__Records shown__:
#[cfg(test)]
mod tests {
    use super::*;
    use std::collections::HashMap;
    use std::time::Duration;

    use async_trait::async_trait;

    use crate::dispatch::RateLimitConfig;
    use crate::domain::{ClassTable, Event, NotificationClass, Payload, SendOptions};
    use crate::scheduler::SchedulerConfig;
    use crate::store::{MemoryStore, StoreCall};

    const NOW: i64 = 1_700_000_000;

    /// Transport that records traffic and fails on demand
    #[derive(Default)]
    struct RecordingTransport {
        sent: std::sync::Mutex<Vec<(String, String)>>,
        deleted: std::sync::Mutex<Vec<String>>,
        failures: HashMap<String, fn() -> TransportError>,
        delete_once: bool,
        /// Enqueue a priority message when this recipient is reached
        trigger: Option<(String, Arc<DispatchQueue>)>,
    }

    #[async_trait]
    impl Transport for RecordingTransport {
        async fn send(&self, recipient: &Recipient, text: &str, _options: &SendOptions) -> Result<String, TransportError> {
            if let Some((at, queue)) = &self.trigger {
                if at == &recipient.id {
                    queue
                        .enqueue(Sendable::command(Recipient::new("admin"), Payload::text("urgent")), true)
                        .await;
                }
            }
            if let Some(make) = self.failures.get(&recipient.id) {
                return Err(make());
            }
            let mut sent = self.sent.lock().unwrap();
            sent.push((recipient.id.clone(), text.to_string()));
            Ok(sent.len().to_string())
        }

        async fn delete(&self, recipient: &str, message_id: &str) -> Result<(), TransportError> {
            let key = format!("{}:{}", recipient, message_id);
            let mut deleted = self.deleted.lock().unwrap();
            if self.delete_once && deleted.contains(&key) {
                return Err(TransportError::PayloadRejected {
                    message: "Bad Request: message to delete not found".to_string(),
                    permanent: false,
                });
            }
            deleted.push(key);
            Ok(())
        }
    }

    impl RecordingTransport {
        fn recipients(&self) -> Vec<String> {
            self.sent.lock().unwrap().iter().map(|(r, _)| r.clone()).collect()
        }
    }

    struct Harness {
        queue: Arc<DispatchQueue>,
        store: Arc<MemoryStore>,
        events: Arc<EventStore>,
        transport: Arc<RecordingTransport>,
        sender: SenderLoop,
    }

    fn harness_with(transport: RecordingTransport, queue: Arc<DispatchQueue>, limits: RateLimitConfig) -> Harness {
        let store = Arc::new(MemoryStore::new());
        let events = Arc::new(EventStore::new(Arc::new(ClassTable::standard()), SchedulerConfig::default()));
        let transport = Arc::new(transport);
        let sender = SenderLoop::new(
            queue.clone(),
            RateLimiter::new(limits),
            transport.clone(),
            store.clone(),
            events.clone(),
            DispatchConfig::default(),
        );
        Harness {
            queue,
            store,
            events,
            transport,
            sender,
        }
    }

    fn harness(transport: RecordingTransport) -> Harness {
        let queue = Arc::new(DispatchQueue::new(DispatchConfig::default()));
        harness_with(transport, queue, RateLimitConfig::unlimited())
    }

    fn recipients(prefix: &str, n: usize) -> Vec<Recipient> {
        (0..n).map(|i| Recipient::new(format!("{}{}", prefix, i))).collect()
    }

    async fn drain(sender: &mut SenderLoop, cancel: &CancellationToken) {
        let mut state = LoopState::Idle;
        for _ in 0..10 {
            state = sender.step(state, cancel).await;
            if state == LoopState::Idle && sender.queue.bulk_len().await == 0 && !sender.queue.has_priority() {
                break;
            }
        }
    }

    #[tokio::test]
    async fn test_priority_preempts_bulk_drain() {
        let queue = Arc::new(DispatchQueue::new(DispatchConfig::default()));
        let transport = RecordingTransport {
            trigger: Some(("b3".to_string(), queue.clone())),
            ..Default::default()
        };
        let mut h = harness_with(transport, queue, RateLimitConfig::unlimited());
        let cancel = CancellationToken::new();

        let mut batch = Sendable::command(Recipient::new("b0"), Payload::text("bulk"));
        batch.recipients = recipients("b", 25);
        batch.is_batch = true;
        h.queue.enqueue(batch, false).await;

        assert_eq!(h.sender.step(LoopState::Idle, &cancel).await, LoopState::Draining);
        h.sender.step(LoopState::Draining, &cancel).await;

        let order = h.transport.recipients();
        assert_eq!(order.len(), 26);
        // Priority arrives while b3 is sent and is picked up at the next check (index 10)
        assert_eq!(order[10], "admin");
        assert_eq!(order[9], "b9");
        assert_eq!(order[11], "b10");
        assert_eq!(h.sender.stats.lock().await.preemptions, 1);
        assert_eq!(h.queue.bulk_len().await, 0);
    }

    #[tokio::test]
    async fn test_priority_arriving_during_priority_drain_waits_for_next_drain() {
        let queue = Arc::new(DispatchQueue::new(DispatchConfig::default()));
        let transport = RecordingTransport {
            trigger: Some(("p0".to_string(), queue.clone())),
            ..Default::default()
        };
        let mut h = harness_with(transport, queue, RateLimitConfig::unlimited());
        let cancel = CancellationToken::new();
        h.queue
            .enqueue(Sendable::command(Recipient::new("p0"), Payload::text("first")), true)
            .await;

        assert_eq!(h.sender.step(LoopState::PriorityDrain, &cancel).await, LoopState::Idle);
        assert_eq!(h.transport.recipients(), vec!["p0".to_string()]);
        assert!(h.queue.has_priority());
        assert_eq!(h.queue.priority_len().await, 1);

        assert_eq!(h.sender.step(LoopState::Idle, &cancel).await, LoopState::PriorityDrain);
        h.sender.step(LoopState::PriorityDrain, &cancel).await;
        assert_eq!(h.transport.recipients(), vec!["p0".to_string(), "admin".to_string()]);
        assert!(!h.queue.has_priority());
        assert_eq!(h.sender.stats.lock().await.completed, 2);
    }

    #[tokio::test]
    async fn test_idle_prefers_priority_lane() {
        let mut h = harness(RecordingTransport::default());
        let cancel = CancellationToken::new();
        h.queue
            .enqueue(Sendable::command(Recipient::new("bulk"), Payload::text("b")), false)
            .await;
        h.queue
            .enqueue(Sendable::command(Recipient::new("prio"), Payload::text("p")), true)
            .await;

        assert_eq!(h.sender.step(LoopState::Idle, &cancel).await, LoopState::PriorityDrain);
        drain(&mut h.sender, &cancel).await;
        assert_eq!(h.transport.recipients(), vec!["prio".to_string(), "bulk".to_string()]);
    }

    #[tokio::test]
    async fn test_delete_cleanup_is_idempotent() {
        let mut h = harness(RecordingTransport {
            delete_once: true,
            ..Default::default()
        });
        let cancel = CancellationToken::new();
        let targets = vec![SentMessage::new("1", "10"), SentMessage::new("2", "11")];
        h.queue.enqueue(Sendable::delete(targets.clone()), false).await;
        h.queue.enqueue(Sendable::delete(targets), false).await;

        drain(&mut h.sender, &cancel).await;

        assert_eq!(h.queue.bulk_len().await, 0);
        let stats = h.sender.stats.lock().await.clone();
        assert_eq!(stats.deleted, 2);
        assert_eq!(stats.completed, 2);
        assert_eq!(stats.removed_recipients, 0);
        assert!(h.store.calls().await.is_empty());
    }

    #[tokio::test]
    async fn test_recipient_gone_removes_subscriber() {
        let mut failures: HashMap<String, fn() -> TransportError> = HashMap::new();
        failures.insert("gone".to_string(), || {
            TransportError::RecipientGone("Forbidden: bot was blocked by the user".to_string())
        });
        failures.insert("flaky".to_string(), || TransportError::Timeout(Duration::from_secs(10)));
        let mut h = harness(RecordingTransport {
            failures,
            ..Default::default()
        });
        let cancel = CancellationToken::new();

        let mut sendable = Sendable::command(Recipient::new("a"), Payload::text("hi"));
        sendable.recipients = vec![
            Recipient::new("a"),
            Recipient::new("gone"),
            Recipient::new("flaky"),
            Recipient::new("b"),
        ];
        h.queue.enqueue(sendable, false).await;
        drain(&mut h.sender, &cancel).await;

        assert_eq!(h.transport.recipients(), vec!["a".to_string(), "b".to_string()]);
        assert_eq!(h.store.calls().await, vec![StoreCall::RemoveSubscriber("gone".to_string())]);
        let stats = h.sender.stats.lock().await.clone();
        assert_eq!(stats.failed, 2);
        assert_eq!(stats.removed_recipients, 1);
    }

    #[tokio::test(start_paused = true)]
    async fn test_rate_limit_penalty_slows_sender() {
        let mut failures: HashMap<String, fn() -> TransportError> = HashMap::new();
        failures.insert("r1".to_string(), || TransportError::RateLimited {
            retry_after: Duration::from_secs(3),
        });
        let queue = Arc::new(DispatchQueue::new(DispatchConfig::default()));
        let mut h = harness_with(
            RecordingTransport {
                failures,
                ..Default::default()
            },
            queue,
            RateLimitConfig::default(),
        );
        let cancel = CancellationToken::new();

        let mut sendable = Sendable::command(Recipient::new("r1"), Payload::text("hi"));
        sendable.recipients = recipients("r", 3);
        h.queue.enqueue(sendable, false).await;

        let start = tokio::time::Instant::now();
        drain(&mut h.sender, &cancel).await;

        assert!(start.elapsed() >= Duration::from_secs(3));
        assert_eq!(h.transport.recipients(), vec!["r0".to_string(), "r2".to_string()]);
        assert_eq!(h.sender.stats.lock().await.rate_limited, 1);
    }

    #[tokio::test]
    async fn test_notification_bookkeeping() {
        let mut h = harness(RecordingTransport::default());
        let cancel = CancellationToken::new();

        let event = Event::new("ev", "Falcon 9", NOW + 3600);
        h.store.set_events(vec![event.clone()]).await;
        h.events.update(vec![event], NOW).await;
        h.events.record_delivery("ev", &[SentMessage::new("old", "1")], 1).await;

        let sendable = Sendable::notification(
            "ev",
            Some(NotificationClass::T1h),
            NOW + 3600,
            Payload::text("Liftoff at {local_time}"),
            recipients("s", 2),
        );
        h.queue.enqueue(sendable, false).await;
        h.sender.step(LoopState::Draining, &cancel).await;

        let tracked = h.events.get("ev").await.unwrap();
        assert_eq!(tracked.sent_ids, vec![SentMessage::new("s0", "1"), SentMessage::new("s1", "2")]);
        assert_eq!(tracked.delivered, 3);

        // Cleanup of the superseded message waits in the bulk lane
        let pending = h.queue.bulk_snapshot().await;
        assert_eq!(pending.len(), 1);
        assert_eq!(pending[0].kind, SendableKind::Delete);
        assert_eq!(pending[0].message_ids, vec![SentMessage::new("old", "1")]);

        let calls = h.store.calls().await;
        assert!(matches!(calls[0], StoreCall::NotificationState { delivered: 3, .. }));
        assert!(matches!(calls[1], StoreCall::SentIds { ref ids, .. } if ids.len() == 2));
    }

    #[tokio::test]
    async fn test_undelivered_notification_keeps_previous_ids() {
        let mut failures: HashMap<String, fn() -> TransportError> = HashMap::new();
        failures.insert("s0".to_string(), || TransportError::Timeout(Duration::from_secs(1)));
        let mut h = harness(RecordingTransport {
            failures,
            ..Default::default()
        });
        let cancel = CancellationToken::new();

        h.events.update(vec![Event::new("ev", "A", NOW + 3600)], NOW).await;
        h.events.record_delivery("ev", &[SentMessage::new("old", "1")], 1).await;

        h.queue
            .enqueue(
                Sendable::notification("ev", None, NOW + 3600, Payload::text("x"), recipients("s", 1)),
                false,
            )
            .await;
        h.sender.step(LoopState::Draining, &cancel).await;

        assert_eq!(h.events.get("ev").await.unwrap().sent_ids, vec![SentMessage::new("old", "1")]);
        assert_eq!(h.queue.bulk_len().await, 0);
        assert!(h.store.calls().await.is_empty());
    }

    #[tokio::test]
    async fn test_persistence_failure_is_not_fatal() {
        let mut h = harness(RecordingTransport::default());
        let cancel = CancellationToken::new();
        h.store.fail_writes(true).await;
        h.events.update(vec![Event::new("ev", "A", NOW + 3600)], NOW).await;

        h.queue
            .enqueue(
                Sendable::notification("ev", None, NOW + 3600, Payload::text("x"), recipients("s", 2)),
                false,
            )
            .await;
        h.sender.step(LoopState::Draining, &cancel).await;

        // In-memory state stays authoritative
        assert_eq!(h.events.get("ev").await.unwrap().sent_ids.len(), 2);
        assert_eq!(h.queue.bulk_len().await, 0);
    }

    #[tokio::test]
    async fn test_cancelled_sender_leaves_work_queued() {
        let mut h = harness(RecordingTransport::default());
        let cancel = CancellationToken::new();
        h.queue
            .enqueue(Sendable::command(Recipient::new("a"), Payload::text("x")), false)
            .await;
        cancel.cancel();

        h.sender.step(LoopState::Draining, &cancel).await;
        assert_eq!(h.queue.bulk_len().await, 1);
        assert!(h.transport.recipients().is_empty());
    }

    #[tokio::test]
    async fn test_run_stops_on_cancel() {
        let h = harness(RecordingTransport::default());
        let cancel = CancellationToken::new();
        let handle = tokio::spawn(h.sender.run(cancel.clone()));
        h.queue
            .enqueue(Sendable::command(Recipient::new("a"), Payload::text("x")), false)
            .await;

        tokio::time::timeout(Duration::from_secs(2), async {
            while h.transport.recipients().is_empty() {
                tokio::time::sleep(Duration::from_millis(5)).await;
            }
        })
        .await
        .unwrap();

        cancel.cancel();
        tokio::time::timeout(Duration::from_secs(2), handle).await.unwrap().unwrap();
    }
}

--

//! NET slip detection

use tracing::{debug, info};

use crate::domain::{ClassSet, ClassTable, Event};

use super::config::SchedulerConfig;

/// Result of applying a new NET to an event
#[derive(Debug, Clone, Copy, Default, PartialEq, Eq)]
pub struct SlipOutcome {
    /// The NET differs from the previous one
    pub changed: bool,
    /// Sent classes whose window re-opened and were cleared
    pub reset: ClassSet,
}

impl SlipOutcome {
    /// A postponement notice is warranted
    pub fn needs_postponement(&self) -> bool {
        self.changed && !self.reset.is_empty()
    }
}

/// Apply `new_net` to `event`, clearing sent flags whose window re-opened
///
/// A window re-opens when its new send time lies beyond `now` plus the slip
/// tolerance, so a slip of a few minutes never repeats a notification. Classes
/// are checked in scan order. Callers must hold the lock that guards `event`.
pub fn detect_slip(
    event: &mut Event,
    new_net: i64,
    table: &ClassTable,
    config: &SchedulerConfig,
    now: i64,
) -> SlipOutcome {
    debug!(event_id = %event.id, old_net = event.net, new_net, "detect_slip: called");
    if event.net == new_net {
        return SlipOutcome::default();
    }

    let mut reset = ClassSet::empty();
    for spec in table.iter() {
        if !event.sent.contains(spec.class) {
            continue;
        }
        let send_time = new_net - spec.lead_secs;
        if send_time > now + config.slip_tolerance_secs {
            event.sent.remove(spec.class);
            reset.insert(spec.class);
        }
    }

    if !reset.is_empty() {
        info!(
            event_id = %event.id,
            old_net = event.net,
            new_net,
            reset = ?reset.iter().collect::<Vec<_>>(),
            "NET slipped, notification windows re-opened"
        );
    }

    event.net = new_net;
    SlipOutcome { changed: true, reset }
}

__Exercise brief__:
How many lines of these entries contain the string "SendOptions"? Reply with the number alone.

__Completed exercise__:
2